The shortest summary: fine-tuning teaches the model how to respond. RAG teaches it what to respond about. They solve different problems, and conflating the two is the fastest way to waste a training budget.
The Four Methods: Full Fine-Tuning, LoRA, QLoRA, and Managed APIs
Four approaches, meaningfully different resource profiles.

Full fine-tuning updates every weight in the model. Highest quality ceiling, highest cost. You're paying for that ceiling whether you need it or not.
LoRA (Low-Rank Adaptation) freezes the base weights and trains small rank-decomposition matrices inserted into the attention layers. LoRA fine-tunes a 7B model using a fraction of the VRAM of full fine-tuning by decomposing weight updates into low-rank matrices.3 In practice, LoRA trains only about 0.1 to 1 percent of parameters and recovers roughly 90 to 95 percent of full fine-tuning quality at far lower memory cost.
QLoRA goes further. QLoRA further reduces VRAM by quantizing the base model to 4-bit, enabling 65B-parameter models to fine-tune on a single 48GB GPU.4 The mechanism is 4-bit NormalFloat (NF4) quantization with no meaningful performance loss versus 16-bit full fine-tuning, per Dettmers et al. 2023. QLoRA cuts base-model VRAM 40 to 70 percent compared to LoRA, with roughly 0.8 to 0.9x training speed due to dequantization overhead.
Managed APIs (OpenAI, Vertex AI, Together AI) abstract away all of this. You pay per token, not per GPU-hour. The tradeoff: you're locked to a provider's model family, you can't run the weights yourself, and the per-token costs compound fast at scale.
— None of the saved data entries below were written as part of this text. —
//! OpenAI-compatible chat completion provider.

use std::time::Duration;

use async_trait::async_trait;
use reqwest::StatusCode;
use serde::{Deserialize, Serialize};
use tracing::debug;

use crate::error::{GenerationError, Result};
use crate::provider::GenerationProvider;

/// Completion provider backed by a `/chat/completions` endpoint.
///
/// The assembled prompt is sent as a single user message.
pub struct OpenAiChatProvider {
    base_url: String,
    api_key: String,
    model: String,
    client: reqwest::Client,
    timeout: Duration,
    temperature: f32,
}

impl OpenAiChatProvider {
    /// Create a provider for `model` at `base_url` (e.g. `https://api.openai.com/v1`).
    pub fn new(
        base_url: impl Into<String>,
        api_key: impl Into<String>,
        model: impl Into<String>,
        timeout: Duration,
    ) -> Result<Self> {
        let api_key = api_key.into();
        if api_key.trim().is_empty() {
            return Err(GenerationError::NotConfigured(
                "missing OpenAI API key".to_string(),
            ));
        }
        let client = reqwest::Client::builder()
            .timeout(timeout)
            .build()
            .map_err(GenerationError::Http)?;
        Ok(Self {
            base_url: base_url.into().trim_end_matches('/').to_string(),
            api_key: api_key.trim().to_string(),
            model: model.into(),
            client,
            timeout,
            temperature: 0.2,
        })
    }

    /// Sampling temperature.
    pub fn with_temperature(mut self, temperature: f32) -> Self {
        self.temperature = temperature;
        self
    }

    fn transport(&self, err: reqwest::Error) -> GenerationError {
        GenerationError::from_transport(err, self.timeout)
    }
}

#[async_trait]
impl GenerationProvider for OpenAiChatProvider {
    fn name(&self) -> &str {
        "openai"
    }

    fn model(&self) -> &str {
        &self.model
    }

    async fn load(&self) -> Result<()> {
        let response = self
            .client
            .get(format!("{}/models/{}", self.base_url, self.model))
            .bearer_auth(&self.api_key)
            .send()
            .await
            .map_err(|e| self.transport(e))?;
        match response.status() {
            status if status.is_success() => Ok(()),
            StatusCode::NOT_FOUND => Err(GenerationError::ModelNotFound(self.model.clone())),
            status => Err(GenerationError::Api {
                status: status.as_u16(),
                body: response.text().await.unwrap_or_default(),
            }),
        }
    }

    async fn complete(&self, prompt: &str) -> Result<String> {
        debug!(model = %self.model, "requesting chat completion");
        let body = ChatRequest {
            model: &self.model,
            temperature: self.temperature,
            messages: vec![ChatMessage {
                role: "user",
                content: prompt,
            }],
        };
        let response = self
            .client
            .post(format!("{}/chat/completions", self.base_url))
            .bearer_auth(&self.api_key)
            .json(&body)
            .send()
            .await
            .map_err(|e| self.transport(e))?;

        let status = response.status();
        if !status.is_success() {
            return Err(GenerationError::Api {
                status: status.as_u16(),
                body: response.text().await.unwrap_or_default(),
            });
        }

        let parsed: ChatResponse = response.json().await.map_err(|e| self.transport(e))?;
        parsed
            .choices
            .into_iter()
            .filter_map(|choice| choice.message.content)
            .map(|content| content.trim().to_string())
            .find(|content| !content.is_empty())
            .ok_or(GenerationError::EmptyResponse)
    }
}

#[derive(Serialize)]
struct ChatRequest<'a> {
    model: &'a str,
    temperature: f32,
    messages: Vec<ChatMessage<'a>>,
}

#[derive(Serialize)]
struct ChatMessage<'a> {
    role: &'a str,
    content: &'a str,
}

#[derive(Debug, Deserialize)]
struct ChatResponse {
    choices: Vec<ChatChoice>,
}

#[derive(Debug, Deserialize)]
struct ChatChoice {
    message: AssistantMessage,
}

#[derive(Debug, Deserialize)]
struct AssistantMessage {
    content: Option<String>,
}

#[cfg(test)]
mod tests {
    use super::*;
    use pretty_assertions::assert_eq;
    use wiremock::matchers::{body_partial_json, header, method, path};
    use wiremock::{Mock, MockServer, ResponseTemplate};

    fn provider(uri: &str) -> OpenAiChatProvider {
        OpenAiChatProvider::new(uri, "sk-test", "gpt-4o-mini", Duration::from_secs(5)).unwrap()
    }

    #[test]
    fn test_missing_key_is_rejected() {
        let err = OpenAiChatProvider::new("http://x", " ", "m", Duration::from_secs(1))
            .err()
            .unwrap();
        assert!(matches!(err, GenerationError::NotConfigured(_)));
    }

    #[tokio::test]
    async fn test_complete_returns_first_message() {
        let server = MockServer::start().await;
        Mock::given(method("POST"))
            .and(path("/chat/completions"))
            .and(header("authorization", "Bearer sk-test"))
            .and(body_partial_json(serde_json::json!({
                "model": "gpt-4o-mini",
                "messages": [{"role": "user", "content": "the prompt"}]
            })))
            .respond_with(ResponseTemplate::new(200).set_body_json(serde_json::json!({
                "choices": [{"index": 0, "message": {"role": "assistant", "content": "An answer."}}]
            })))
            .expect(1)
            .mount(&server)
            .await;

        let answer = provider(&server.uri()).complete("the prompt").await.unwrap();
        assert_eq!(answer, "An answer.");
    }

    #[tokio::test]
    async fn test_server_error_is_api_error() {
        let server = MockServer::start().await;
        Mock::given(method("POST"))
            .and(path("/chat/completions"))
            .respond_with(ResponseTemplate::new(500).set_body_string("boom"))
            .mount(&server)
            .await;

        let err = provider(&server.uri()).complete("p").await.unwrap_err();
        assert!(matches!(err, GenerationError::Api { status: 500, .. }));
    }

    #[tokio::test]
    async fn test_load_checks_model() {
        let server = MockServer::start().await;
        Mock::given(method("GET"))
            .and(path("/models/gpt-4o-mini"))
            .respond_with(ResponseTemplate::new(404))
            .mount(&server)
            .await;

        let err = provider(&server.uri()).load().await.unwrap_err();
        assert!(matches!(err, GenerationError::ModelNotFound(_)));
    }
}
LoRA hyperparameters worth knowing:
- Rank (r)
- Controls the size of the adapter matrices. r=8 for simple tasks, r=16 as a default, r=32 to 64 for complex domains. Higher rank means more trainable parameters and more VRAM.
- Alpha
- Scaling factor for the LoRA updates. Commonly set equal to rank, or 2x rank. A higher alpha amplifies adapter influence on the output.
- Target modules
- Which attention projections to adapt. Most practitioners target q_proj and v_proj as a starting point.
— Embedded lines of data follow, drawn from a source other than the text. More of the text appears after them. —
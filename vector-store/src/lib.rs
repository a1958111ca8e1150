//! # Vector Store
//!
//! Read-mostly bindings to the similarity-search service that holds the
//! indexed document passages.
//!
//! - [`VectorIndexClient`]: the contract the retriever queries through
//! - [`QdrantClient`]: Qdrant REST API binding
//! - [`InMemoryIndex`]: process-local index for offline runs and tests
//!
//! Query results are always ordered by descending similarity.

pub mod client;
pub mod error;
pub mod memory;
pub mod qdrant;
pub mod types;

pub use client::VectorIndexClient;
pub use error::{Result, VectorStoreError};
pub use memory::InMemoryIndex;
pub use qdrant::{DEFAULT_QDRANT_URL, QdrantClient};
pub use types::{CollectionInfo, Distance, Passage, PassageRecord, ScoredPassage};

/// Collection the ingestion step writes to.
pub const DEFAULT_COLLECTION: &str = "chat_with_docs";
VRAM Requirements by Method and Model Size
The numbers are the story.
Full fine-tuning a 7B model needs at least 40 to 80GB VRAM and typically multiple high-end GPUs5 because you're holding the full model in 16-bit precision plus optimizer states and gradients. That is not an A100 40GB job. That is a multi-GPU job.
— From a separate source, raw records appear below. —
//! Process-local vector index.
//!
//! Holds collections in memory and answers queries by exhaustive cosine
//! similarity. Useful for offline runs and for exercising the pipeline
//! without a Qdrant server.

use std::collections::{BTreeMap, BTreeSet};

use async_trait::async_trait;
use docchat_embeddings::{Embedding, find_top_k};
use tokio::sync::RwLock;
use tracing::{debug, info};

use crate::client::VectorIndexClient;
use crate::error::{Result, VectorStoreError};
use crate::types::{CollectionInfo, Distance, Passage, PassageRecord, ScoredPassage};

struct MemoryCollection {
    dimension: usize,
    points: BTreeMap<String, (Passage, Embedding)>,
}

/// An in-memory [`VectorIndexClient`].
#[derive(Default)]
pub struct InMemoryIndex {
    collections: RwLock<BTreeMap<String, MemoryCollection>>,
}

impl InMemoryIndex {
    /// Create an empty index.
    pub fn new() -> Self {
        Self::default()
    }

    /// Create (or reset) a collection of `dimension`-sized vectors.
    pub async fn create_collection(&self, name: impl Into<String>, dimension: usize) {
        let name = name.into();
        info!(collection = %name, dimension, "creating in-memory collection");
        self.collections.write().await.insert(
            name,
            MemoryCollection {
                dimension,
                points: BTreeMap::new(),
            },
        );
    }

    /// Drop a collection and every passage in it.
    pub async fn delete_collection(&self, name: &str) -> bool {
        self.collections.write().await.remove(name).is_some()
    }
}

#[async_trait]
impl VectorIndexClient for InMemoryIndex {
    fn name(&self) -> &str {
        "memory"
    }

    async fn list_collections(&self) -> Result<BTreeSet<String>> {
        Ok(self.collections.read().await.keys().cloned().collect())
    }

    async fn describe(&self, collection: &str) -> Result<CollectionInfo> {
        let collections = self.collections.read().await;
        let stored = collections
            .get(collection)
            .ok_or_else(|| VectorStoreError::CollectionNotFound(collection.to_string()))?;
        Ok(CollectionInfo {
            name: collection.to_string(),
            dimension: stored.dimension,
            distance: Distance::Cosine,
            points_count: Some(stored.points.len() as u64),
        })
    }

    async fn query(
        &self,
        collection: &str,
        vector: &[f32],
        k: usize,
    ) -> Result<Vec<ScoredPassage>> {
        let collections = self.collections.read().await;
        let stored = collections
            .get(collection)
            .ok_or_else(|| VectorStoreError::CollectionNotFound(collection.to_string()))?;
        if vector.len() != stored.dimension {
            return Err(VectorStoreError::DimensionMismatch {
                expected: stored.dimension,
                actual: vector.len(),
            });
        }

        let candidates = stored
            .points
            .iter()
            .map(|(id, (_, embedding))| (id.as_str(), embedding.as_slice()));
        let top = find_top_k(vector, candidates, k, f32::MIN)
            .map_err(|e| VectorStoreError::InvalidResponse(e.to_string()))?;
        debug!(collection, hits = top.len(), "in-memory search complete");

        Ok(top
            .into_iter()
            .filter_map(|hit| {
                stored
                    .points
                    .get(&hit.id)
                    .map(|(passage, _)| ScoredPassage::new(passage.clone(), hit.score))
            })
            .collect())
    }

    async fn upsert(&self, collection: &str, records: Vec<PassageRecord>) -> Result<()> {
        let mut collections = self.collections.write().await;
        let stored = collections
            .get_mut(collection)
            .ok_or_else(|| VectorStoreError::CollectionNotFound(collection.to_string()))?;

        if let Some(bad) = records.iter().find(|r| r.embedding.len() != stored.dimension) {
            return Err(VectorStoreError::DimensionMismatch {
                expected: stored.dimension,
                actual: bad.embedding.len(),
            });
        }
        for record in records {
            stored
                .points
                .insert(record.passage.id.clone(), (record.passage, record.embedding));
        }
        Ok(())
    }
}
LoRA and QLoRA change the picture substantially:
- A 7B model with LoRA fits in roughly 16GB VRAM at sequence lengths up to 2048 tokens.
- A 7B model with QLoRA fits in as little as 8GB VRAM, viable on an RTX 4060.
- A 65B model with QLoRA fine-tunes on a single 48GB GPU, an A6000 or an A100 40GB slot.
IMHO the 7B QLoRA path is the correct default for most practitioners who don't have a research budget. You get near-full-fine-tuning quality, you can run it on a rented consumer GPU, and you're done in hours, not days.
GPU Rental Costs in 2026: RunPod, Vast.ai, and Lambda
These prices are mid-2026 spot rates. They'll drift. Use them as order-of-magnitude anchors, not invoice previews.
A100 80GB SXM on-demand rates:1
| Platform | Price per hour |
|---|---|
| Vast.ai (on-demand) | $0.67 to $1.89 |
| RunPod Community | $1.64 |
| RunPod Secure | $2.21 |
| Lambda | $2.49 |
Vast.ai spot pricing for an A100 80GB PCIe can drop as low as $0.13 to $1.20 per hour depending on availability, per runaihome.com's 2026 pricing comparison.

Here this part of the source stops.